[[ SUPPLIED RECORDS open ]]
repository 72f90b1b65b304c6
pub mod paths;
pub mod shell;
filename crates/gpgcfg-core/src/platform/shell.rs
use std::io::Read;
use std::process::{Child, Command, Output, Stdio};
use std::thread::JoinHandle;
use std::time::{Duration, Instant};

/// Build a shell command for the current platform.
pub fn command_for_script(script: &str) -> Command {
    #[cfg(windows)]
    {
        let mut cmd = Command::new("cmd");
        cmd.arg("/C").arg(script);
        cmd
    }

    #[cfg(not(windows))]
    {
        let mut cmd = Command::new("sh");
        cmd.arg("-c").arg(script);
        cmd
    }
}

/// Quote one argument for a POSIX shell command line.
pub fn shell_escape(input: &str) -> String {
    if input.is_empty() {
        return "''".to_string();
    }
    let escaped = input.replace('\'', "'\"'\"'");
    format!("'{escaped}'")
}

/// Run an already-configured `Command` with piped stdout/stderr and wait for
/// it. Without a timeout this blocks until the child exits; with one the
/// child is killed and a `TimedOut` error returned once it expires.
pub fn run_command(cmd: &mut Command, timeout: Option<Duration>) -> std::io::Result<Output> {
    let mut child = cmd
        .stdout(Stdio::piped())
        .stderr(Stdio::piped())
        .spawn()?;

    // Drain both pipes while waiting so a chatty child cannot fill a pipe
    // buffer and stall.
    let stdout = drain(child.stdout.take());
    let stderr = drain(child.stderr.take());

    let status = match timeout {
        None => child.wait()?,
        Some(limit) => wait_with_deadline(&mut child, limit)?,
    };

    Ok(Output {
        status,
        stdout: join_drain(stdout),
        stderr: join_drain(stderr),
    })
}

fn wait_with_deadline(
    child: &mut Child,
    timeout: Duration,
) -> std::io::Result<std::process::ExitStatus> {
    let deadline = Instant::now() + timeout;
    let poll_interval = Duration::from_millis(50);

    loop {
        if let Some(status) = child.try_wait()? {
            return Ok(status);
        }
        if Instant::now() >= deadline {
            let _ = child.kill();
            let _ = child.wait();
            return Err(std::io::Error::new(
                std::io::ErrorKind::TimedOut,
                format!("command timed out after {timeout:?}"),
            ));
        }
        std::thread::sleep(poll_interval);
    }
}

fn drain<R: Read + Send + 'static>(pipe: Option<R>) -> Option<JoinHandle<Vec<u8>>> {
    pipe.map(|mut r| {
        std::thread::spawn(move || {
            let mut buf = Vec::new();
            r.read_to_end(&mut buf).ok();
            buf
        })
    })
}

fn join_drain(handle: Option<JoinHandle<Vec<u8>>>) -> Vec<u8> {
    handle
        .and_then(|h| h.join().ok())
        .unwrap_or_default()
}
[[ SUPPLIED RECORDS closed ]]
[[ SUPPLIED RECORDS open ]]
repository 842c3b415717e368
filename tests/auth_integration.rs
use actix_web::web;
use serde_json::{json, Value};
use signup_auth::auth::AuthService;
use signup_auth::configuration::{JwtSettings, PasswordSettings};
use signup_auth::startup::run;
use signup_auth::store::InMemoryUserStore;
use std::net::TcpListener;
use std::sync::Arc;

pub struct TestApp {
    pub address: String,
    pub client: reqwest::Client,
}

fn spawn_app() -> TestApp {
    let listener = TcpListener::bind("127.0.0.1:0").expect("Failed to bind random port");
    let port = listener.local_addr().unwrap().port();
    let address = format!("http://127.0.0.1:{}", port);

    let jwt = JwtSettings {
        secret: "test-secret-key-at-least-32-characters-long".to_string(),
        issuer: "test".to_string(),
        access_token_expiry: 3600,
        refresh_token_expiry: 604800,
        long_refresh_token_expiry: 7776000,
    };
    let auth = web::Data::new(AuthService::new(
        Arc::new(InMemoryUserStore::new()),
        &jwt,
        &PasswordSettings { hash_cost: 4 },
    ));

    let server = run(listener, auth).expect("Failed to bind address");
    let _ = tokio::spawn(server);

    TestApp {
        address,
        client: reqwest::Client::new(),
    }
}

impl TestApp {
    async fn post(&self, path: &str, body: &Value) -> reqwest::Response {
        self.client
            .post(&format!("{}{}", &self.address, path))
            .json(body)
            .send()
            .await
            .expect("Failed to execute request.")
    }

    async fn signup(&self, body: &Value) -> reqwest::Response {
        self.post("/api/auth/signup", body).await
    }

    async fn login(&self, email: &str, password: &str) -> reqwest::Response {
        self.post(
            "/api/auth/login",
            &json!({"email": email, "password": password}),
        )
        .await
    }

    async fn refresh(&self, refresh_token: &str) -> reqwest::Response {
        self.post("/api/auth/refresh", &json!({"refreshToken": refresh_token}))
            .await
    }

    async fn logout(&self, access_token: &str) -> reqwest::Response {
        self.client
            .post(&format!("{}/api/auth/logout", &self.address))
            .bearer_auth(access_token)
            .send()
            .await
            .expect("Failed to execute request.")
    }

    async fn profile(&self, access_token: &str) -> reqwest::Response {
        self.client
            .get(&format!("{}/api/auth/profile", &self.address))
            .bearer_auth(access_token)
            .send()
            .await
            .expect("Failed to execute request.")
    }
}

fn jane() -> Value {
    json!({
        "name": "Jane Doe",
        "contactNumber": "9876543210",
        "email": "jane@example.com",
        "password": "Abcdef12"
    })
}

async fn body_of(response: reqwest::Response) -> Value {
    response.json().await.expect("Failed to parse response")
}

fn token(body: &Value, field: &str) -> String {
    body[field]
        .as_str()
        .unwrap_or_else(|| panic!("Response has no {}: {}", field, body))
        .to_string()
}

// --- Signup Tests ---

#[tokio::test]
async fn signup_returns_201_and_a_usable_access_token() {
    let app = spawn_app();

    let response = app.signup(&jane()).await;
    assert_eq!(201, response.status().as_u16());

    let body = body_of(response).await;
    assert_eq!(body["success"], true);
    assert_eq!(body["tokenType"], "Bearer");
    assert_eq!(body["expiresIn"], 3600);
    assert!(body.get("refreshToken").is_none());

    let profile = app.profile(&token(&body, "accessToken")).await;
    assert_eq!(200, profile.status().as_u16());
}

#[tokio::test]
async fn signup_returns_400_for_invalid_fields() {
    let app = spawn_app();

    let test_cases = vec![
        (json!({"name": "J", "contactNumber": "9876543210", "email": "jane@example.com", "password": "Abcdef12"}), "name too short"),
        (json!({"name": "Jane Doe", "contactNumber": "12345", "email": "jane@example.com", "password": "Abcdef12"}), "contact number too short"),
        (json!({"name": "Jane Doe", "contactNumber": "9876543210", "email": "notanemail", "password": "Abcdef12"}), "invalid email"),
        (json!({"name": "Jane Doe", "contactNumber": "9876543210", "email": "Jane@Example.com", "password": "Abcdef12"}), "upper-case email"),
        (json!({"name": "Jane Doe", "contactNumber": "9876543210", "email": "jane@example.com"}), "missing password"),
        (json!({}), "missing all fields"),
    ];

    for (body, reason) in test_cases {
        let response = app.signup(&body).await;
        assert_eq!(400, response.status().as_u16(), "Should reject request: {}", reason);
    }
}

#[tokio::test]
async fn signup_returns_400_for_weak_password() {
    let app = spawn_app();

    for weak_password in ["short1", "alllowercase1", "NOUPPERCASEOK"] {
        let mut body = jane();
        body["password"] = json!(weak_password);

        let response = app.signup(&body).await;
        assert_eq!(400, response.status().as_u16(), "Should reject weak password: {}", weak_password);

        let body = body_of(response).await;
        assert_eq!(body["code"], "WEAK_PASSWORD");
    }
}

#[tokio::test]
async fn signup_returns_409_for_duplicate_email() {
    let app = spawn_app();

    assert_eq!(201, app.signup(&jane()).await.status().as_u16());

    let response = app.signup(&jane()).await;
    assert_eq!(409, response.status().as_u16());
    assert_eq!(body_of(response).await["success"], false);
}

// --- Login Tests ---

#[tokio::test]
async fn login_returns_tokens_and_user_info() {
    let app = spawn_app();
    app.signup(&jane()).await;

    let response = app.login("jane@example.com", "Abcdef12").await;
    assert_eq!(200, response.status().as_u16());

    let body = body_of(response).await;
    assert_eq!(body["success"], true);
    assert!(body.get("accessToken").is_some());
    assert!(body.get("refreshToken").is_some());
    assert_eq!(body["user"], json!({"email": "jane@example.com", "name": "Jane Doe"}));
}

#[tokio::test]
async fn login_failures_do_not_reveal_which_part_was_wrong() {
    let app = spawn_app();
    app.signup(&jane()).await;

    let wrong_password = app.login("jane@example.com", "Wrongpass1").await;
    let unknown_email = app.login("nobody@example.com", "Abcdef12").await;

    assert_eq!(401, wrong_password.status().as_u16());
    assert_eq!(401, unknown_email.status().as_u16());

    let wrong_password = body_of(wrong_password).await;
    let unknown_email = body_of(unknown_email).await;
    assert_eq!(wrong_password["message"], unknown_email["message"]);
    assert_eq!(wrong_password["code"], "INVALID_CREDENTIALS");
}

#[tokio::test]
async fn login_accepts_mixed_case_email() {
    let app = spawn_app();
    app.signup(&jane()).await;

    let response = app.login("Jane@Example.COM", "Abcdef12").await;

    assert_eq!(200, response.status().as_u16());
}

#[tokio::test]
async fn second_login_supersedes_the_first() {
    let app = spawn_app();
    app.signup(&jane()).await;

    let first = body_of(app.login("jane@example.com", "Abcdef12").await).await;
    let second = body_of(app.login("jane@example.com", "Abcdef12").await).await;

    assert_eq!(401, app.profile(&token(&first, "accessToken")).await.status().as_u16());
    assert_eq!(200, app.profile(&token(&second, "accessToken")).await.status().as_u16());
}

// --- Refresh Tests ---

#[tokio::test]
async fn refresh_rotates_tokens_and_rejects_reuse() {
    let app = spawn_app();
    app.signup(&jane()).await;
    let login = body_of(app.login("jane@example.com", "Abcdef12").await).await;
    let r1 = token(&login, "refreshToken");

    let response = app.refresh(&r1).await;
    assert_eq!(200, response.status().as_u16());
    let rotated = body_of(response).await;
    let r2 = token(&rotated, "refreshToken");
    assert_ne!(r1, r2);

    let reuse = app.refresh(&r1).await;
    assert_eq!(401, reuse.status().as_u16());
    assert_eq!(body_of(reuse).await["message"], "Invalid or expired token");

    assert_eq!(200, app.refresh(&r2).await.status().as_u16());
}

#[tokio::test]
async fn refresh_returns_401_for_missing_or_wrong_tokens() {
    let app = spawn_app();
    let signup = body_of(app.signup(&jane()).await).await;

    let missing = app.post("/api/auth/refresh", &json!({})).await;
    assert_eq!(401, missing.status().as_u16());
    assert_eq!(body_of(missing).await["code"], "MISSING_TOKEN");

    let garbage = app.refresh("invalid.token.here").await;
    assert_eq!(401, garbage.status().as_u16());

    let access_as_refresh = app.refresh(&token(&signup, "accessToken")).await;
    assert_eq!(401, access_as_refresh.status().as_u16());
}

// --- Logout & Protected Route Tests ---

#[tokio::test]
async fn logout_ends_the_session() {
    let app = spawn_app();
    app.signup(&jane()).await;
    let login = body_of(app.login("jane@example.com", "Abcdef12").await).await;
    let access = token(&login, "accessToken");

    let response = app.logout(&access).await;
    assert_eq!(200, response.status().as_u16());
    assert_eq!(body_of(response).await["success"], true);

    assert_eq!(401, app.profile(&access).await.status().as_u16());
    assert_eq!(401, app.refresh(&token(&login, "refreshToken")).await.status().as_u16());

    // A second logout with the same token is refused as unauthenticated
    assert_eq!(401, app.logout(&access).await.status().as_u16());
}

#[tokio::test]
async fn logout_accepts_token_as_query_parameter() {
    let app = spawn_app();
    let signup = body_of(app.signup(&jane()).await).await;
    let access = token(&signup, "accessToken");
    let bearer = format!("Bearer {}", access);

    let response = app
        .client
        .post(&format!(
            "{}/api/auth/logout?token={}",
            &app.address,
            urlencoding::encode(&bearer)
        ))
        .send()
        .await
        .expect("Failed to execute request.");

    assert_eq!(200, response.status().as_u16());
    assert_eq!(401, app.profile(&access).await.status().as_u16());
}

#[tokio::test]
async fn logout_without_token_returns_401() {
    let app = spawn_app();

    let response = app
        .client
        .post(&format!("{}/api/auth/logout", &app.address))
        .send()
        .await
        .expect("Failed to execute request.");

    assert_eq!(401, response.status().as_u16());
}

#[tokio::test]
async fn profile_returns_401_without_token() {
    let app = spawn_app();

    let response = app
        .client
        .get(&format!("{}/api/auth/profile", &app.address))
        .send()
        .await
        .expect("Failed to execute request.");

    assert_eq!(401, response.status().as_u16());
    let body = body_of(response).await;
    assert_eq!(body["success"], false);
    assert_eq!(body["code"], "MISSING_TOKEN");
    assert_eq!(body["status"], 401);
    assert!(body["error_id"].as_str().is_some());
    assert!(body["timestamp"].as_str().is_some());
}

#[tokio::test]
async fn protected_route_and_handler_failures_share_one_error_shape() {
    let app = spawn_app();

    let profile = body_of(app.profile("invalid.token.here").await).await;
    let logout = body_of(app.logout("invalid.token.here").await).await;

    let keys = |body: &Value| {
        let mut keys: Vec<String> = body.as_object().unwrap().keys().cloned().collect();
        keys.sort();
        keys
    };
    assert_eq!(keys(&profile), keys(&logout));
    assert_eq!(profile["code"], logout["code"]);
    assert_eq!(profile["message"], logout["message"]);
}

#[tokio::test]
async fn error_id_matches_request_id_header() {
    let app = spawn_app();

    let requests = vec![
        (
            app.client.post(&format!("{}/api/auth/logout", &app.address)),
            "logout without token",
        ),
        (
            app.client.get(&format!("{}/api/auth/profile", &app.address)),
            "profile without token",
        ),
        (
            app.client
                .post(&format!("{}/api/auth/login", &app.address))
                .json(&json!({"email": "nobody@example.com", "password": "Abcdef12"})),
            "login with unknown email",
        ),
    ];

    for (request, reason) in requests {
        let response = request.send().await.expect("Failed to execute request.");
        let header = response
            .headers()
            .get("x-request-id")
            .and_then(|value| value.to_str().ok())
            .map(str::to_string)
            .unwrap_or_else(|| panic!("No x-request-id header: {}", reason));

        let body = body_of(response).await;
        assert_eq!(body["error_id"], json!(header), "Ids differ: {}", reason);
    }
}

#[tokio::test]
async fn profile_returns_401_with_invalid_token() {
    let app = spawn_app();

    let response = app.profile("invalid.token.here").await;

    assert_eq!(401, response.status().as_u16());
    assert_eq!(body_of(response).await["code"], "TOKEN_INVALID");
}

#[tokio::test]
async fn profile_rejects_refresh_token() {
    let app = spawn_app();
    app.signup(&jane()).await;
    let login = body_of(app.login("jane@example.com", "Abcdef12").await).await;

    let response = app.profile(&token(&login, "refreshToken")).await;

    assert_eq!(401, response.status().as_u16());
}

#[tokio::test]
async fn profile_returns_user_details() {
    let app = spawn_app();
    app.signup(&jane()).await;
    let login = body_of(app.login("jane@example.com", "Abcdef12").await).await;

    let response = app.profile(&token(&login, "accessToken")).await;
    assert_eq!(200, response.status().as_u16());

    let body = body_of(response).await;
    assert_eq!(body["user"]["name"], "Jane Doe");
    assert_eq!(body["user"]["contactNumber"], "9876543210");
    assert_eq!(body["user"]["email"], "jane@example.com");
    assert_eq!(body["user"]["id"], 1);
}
[[ SUPPLIED RECORDS closed ]]
[[ SUPPLIED RECORDS open ]]
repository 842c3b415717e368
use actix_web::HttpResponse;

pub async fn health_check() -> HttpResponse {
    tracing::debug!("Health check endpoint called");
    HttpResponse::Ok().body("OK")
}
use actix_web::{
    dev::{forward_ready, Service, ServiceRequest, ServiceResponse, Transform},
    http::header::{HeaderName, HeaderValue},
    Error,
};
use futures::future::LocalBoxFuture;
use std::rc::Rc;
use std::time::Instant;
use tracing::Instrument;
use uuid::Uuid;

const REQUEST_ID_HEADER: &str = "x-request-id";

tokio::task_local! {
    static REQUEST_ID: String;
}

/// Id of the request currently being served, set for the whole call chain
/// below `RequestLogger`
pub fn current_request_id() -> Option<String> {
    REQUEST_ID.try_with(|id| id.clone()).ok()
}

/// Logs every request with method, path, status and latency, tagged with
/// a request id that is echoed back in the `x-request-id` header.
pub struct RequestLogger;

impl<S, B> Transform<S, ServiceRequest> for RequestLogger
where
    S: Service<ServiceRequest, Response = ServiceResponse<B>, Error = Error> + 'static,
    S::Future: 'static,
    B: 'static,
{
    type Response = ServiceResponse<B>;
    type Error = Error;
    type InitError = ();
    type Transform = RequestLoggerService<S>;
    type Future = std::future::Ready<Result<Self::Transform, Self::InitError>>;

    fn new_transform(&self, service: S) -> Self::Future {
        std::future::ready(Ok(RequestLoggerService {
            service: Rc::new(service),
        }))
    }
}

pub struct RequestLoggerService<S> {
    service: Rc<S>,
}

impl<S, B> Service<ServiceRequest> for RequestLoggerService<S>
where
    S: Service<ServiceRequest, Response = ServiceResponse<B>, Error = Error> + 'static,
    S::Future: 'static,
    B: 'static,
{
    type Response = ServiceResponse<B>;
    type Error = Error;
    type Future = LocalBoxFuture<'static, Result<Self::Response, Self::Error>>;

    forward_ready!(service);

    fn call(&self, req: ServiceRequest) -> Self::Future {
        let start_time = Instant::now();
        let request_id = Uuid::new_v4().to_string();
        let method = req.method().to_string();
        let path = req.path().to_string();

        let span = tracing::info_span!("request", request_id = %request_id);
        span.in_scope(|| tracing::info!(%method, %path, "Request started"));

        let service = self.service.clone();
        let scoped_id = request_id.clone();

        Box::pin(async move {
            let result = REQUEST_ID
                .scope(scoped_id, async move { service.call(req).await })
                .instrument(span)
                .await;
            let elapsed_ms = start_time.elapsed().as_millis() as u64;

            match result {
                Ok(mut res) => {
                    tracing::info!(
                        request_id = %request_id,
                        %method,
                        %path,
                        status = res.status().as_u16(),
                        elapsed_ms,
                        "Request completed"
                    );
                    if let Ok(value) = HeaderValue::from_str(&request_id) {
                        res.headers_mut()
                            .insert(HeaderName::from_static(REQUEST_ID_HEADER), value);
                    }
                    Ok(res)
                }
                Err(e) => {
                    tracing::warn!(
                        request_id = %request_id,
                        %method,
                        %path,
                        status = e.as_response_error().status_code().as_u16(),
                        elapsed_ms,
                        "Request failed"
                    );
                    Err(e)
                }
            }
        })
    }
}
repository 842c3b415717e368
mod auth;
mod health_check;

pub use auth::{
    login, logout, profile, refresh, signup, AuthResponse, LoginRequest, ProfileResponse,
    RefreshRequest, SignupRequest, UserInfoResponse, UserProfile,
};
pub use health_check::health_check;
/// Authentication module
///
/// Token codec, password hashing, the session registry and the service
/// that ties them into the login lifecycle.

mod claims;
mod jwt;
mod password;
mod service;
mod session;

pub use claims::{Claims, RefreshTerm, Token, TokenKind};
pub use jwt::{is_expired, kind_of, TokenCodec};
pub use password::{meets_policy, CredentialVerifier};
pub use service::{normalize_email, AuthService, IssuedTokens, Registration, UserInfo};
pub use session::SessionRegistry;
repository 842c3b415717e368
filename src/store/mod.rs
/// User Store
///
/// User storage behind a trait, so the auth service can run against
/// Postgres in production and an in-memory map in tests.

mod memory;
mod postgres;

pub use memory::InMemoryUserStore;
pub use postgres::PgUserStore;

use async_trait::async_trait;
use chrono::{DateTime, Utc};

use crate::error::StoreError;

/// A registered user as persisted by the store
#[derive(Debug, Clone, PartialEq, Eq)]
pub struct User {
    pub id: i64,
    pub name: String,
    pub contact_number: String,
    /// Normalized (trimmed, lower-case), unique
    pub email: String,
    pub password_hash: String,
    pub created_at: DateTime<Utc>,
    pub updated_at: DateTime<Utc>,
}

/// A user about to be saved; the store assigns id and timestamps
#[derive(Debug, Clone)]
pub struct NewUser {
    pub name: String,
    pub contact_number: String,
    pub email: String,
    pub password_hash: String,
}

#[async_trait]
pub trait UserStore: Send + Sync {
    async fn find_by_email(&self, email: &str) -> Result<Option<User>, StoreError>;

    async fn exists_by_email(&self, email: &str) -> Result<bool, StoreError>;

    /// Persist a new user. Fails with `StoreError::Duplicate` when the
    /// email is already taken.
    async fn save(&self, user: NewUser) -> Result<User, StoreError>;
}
[[ SUPPLIED RECORDS closed ]]
## WHAT YOU HAVE TO DO
Write out exactly the lines that fall from the line with "repository 72f90b1b65b304c6" to the line with "let stdout = drain(child.stdout.take());" in the records above, keeping both ends.

## OUTPUT
repository 72f90b1b65b304c6
pub mod paths;
pub mod shell;
filename crates/gpgcfg-core/src/platform/shell.rs
use std::io::Read;
use std::process::{Child, Command, Output, Stdio};
use std::thread::JoinHandle;
use std::time::{Duration, Instant};

/// Build a shell command for the current platform.
pub fn command_for_script(script: &str) -> Command {
    #[cfg(windows)]
    {
        let mut cmd = Command::new("cmd");
        cmd.arg("/C").arg(script);
        cmd
    }

    #[cfg(not(windows))]
    {
        let mut cmd = Command::new("sh");
        cmd.arg("-c").arg(script);
        cmd
    }
}

/// Quote one argument for a POSIX shell command line.
pub fn shell_escape(input: &str) -> String {
    if input.is_empty() {
        return "''".to_string();
    }
    let escaped = input.replace('\'', "'\"'\"'");
    format!("'{escaped}'")
}

/// Run an already-configured `Command` with piped stdout/stderr and wait for
/// it. Without a timeout this blocks until the child exits; with one the
/// child is killed and a `TimedOut` error returned once it expires.
pub fn run_command(cmd: &mut Command, timeout: Option<Duration>) -> std::io::Result<Output> {
    let mut child = cmd
        .stdout(Stdio::piped())
        .stderr(Stdio::piped())
        .spawn()?;

    // Drain both pipes while waiting so a chatty child cannot fill a pipe
    // buffer and stall.
    let stdout = drain(child.stdout.take());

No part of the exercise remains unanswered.